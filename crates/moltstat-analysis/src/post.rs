//! Post records and field normalization
//!
//! Post data arrives from several API endpoints and dump formats whose field
//! names drift over time (`upvotes` vs `score`, `commentCount` vs
//! `comment_count`, epoch seconds vs ISO-8601 strings). [`RawPost`] keeps the
//! loosely-typed JSON object as received; [`Post::from_raw`] resolves every
//! field through a fixed fallback chain into a fixed-shape record.
//!
//! # Fallback chains
//!
//! ```text
//! upvotes    : upvotes   -> score        -> 0
//! downvotes  : downvotes                 -> 0
//! comments   : commentCount -> comment_count -> 0
//! title      : title                     -> ""
//! body       : body      -> content      -> ""
//! created_at : createdAt -> created_at   -> timestamp -> none
//! ```
//!
//! The first key that is *present* wins, even if its value is `null`; a
//! present `null` coerces to the default rather than falling through to the
//! next key.
//!
//! Normalization never fails. Malformed values degrade to their defaults and
//! unparseable timestamps become `None`, which excludes the post from
//! time-keyed aggregates only.
//!
//! # Examples
//!
//! ```
//! use moltstat_analysis::post::{Post, RawPost};
//! use serde_json::json;
//!
//! let raw = RawPost::try_from(json!({
//!     "id": "abc",
//!     "title": "Hello",
//!     "content": "first post",
//!     "score": 7,
//!     "comment_count": null,
//!     "createdAt": "2024-01-01T10:00:00Z",
//! }))
//! .unwrap();
//!
//! let post = Post::from_raw(&raw);
//! assert_eq!(post.id.as_deref(), Some("abc"));
//! assert_eq!(post.body, "first post");
//! assert_eq!(post.upvotes, 7);
//! assert_eq!(post.comments, 0);
//! assert_eq!(post.created_hour(), Some(10));
//! ```

use chrono::{DateTime, Datelike as _, NaiveDate, NaiveDateTime, Timelike as _, Utc};
use serde::{Deserialize, Serialize};
use serde_json::{Map, Value};

use crate::classify::{Classification, ClassifierConfig};

const UPVOTE_KEYS: &[&str] = &["upvotes", "score"];
const DOWNVOTE_KEYS: &[&str] = &["downvotes"];
const COMMENT_KEYS: &[&str] = &["commentCount", "comment_count"];
const TITLE_KEYS: &[&str] = &["title"];
const BODY_KEYS: &[&str] = &["body", "content"];
const CREATED_KEYS: &[&str] = &["createdAt", "created_at", "timestamp"];

/// A post record exactly as received from the API or a dump file.
#[derive(Debug, Clone, Default, PartialEq, Serialize, Deserialize)]
#[serde(transparent)]
pub struct RawPost(pub Map<String, Value>);

impl From<Map<String, Value>> for RawPost {
    fn from(map: Map<String, Value>) -> Self {
        Self(map)
    }
}

impl TryFrom<Value> for RawPost {
    type Error = Value;

    /// Accepts JSON objects; any other value is handed back unchanged.
    fn try_from(value: Value) -> Result<Self, Self::Error> {
        match value {
            Value::Object(map) => Ok(Self(map)),
            other => Err(other),
        }
    }
}

impl RawPost {
    /// The deduplication key of this record.
    ///
    /// String identifiers are used as-is, numeric identifiers are rendered in
    /// decimal. Missing, `null` and empty identifiers yield `None`.
    #[must_use]
    pub fn id(&self) -> Option<String> {
        match self.0.get("id")? {
            Value::String(s) if !s.is_empty() => Some(s.clone()),
            Value::Number(n) => Some(n.to_string()),
            _ => None,
        }
    }

    fn first_present(&self, keys: &[&str]) -> Option<&Value> {
        keys.iter().find_map(|key| self.0.get(*key))
    }
}

/// Author of a post.
#[derive(Debug, Clone, Default, PartialEq, Eq, Serialize, Deserialize)]
pub struct Author {
    pub id: String,
    pub name: String,
}

impl Author {
    fn from_value(value: Option<&Value>) -> Self {
        match value {
            Some(Value::Object(map)) => Self {
                id: map.get("id").map(text_of).unwrap_or_default(),
                name: ["username", "name"]
                    .iter()
                    .find_map(|key| map.get(*key))
                    .map(text_of)
                    .unwrap_or_default(),
            },
            Some(value) => Self {
                id: String::new(),
                name: text_of(value),
            },
            None => Self::default(),
        }
    }
}

/// A normalized post with every field resolved to a canonical value.
#[derive(Debug, Clone, Default, PartialEq, Serialize, Deserialize)]
pub struct Post {
    pub id: Option<String>,
    pub title: String,
    pub body: String,
    pub author: Author,
    /// Name of the submolt (sub-forum) the post belongs to, or empty.
    pub submolt: String,
    pub upvotes: i64,
    pub downvotes: i64,
    pub comments: i64,
    pub created_at: Option<DateTime<Utc>>,
}

impl Post {
    /// Resolves every field of `raw` through its fallback chain.
    #[must_use]
    pub fn from_raw(raw: &RawPost) -> Self {
        let created_at = raw.first_present(CREATED_KEYS).and_then(parse_timestamp);
        if created_at.is_none() && raw.first_present(CREATED_KEYS).is_some_and(is_truthy) {
            tracing::debug!(id = ?raw.id(), "ignoring unparseable creation timestamp");
        }

        Self {
            id: raw.id(),
            title: raw.first_present(TITLE_KEYS).map(text_of).unwrap_or_default(),
            body: raw.first_present(BODY_KEYS).map(text_of).unwrap_or_default(),
            author: Author::from_value(raw.0.get("author")),
            submolt: submolt_of(raw.0.get("submolt")),
            upvotes: raw.first_present(UPVOTE_KEYS).map_or(0, count_of),
            downvotes: raw.first_present(DOWNVOTE_KEYS).map_or(0, count_of),
            comments: raw.first_present(COMMENT_KEYS).map_or(0, count_of),
            created_at,
        }
    }

    /// Body length in Unicode scalar values.
    #[must_use]
    pub fn body_len(&self) -> usize {
        self.body.chars().count()
    }

    /// Hour of day (UTC) the post was created, if known.
    #[must_use]
    pub fn created_hour(&self) -> Option<u32> {
        self.created_at.map(|t| t.hour())
    }

    /// Classifies this post from its title and body.
    #[must_use]
    pub fn classify(&self, config: &ClassifierConfig) -> Classification {
        Classification::of(&self.title, &self.body, config)
    }
}

fn submolt_of(value: Option<&Value>) -> String {
    match value {
        Some(Value::Object(map)) => ["name", "slug"]
            .iter()
            .find_map(|key| map.get(*key))
            .map(text_of)
            .unwrap_or_default(),
        Some(value) => text_of(value),
        None => String::new(),
    }
}

fn text_of(value: &Value) -> String {
    match value {
        Value::String(s) => s.clone(),
        Value::Number(n) => n.to_string(),
        Value::Bool(b) => b.to_string(),
        Value::Null | Value::Array(_) | Value::Object(_) => String::new(),
    }
}

#[expect(clippy::cast_possible_truncation)]
pub(crate) fn count_of(value: &Value) -> i64 {
    match value {
        Value::Number(n) => n
            .as_i64()
            .or_else(|| n.as_f64().map(|f| f.trunc() as i64))
            .unwrap_or(0),
        Value::String(s) => {
            let s = s.trim();
            s.parse::<i64>()
                .ok()
                .or_else(|| s.parse::<f64>().ok().map(|f| f.trunc() as i64))
                .unwrap_or(0)
        }
        Value::Bool(b) => i64::from(*b),
        Value::Null | Value::Array(_) | Value::Object(_) => 0,
    }
}

fn is_truthy(value: &Value) -> bool {
    match value {
        Value::Null => false,
        Value::Bool(b) => *b,
        Value::Number(n) => n.as_f64().is_some_and(|f| f != 0.0),
        Value::String(s) => !s.is_empty(),
        Value::Array(a) => !a.is_empty(),
        Value::Object(o) => !o.is_empty(),
    }
}

/// Parses a creation timestamp value.
///
/// Numbers are POSIX epoch seconds. Strings are ISO-8601; a trailing `Z` is
/// read as `+00:00`, and naive date-times or plain dates are taken as UTC.
/// Falsy values (`0`, `""`, `null`), anything unparseable and instants
/// outside years 1 to 9999 (such as millisecond epochs) yield `None`.
///
/// ```
/// # use moltstat_analysis::post::parse_timestamp;
/// # use serde_json::json;
/// let t = parse_timestamp(&json!(1_704_103_200)).unwrap();
/// assert_eq!(t.to_rfc3339(), "2024-01-01T10:00:00+00:00");
/// assert!(parse_timestamp(&json!("yesterday")).is_none());
/// assert!(parse_timestamp(&json!(0)).is_none());
/// assert!(parse_timestamp(&json!(1_704_103_200_000_i64)).is_none());
/// ```
#[must_use]
pub fn parse_timestamp(value: &Value) -> Option<DateTime<Utc>> {
    if !is_truthy(value) {
        return None;
    }
    let parsed = match value {
        Value::Number(n) => match n.as_i64() {
            Some(secs) => DateTime::from_timestamp(secs, 0),
            None => from_epoch_f64(n.as_f64()?),
        },
        Value::String(s) => parse_iso8601(s),
        _ => None,
    };
    parsed.filter(|t| (MIN_YEAR..=MAX_YEAR).contains(&t.year()))
}

const MIN_YEAR: i32 = 1;
const MAX_YEAR: i32 = 9999;

#[expect(clippy::cast_possible_truncation, clippy::cast_sign_loss)]
fn from_epoch_f64(secs: f64) -> Option<DateTime<Utc>> {
    if !secs.is_finite() {
        return None;
    }
    let whole = secs.floor();
    let nanos = ((secs - whole) * 1e9) as u32;
    DateTime::from_timestamp(whole as i64, nanos.min(999_999_999))
}

const OFFSET_FORMATS: &[&str] = &["%Y-%m-%dT%H:%M:%S%.f%:z", "%Y-%m-%d %H:%M:%S%.f%:z"];
const NAIVE_FORMATS: &[&str] = &[
    "%Y-%m-%dT%H:%M:%S%.f",
    "%Y-%m-%d %H:%M:%S%.f",
    "%Y-%m-%dT%H:%M",
    "%Y-%m-%d %H:%M",
];

fn parse_iso8601(s: &str) -> Option<DateTime<Utc>> {
    let s = s.trim();
    let s = match s.strip_suffix('Z') {
        Some(head) => format!("{head}+00:00"),
        None => s.to_owned(),
    };

    if let Ok(t) = DateTime::parse_from_rfc3339(&s) {
        return Some(t.with_timezone(&Utc));
    }
    if let Some(t) = OFFSET_FORMATS
        .iter()
        .find_map(|fmt| DateTime::parse_from_str(&s, fmt).ok())
    {
        return Some(t.with_timezone(&Utc));
    }
    if let Some(t) = NAIVE_FORMATS
        .iter()
        .find_map(|fmt| NaiveDateTime::parse_from_str(&s, fmt).ok())
    {
        return Some(t.and_utc());
    }
    NaiveDate::parse_from_str(&s, "%Y-%m-%d")
        .ok()
        .and_then(|d| d.and_hms_opt(0, 0, 0))
        .map(|t| t.and_utc())
}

Exercise: Bring together each line above where the string "comments" turns up.

The completed task:
//! comments   : commentCount -> comment_count -> 0
//! assert_eq!(post.comments, 0);
    pub comments: i64,
            comments: raw.first_present(COMMENT_KEYS).map_or(0, count_of),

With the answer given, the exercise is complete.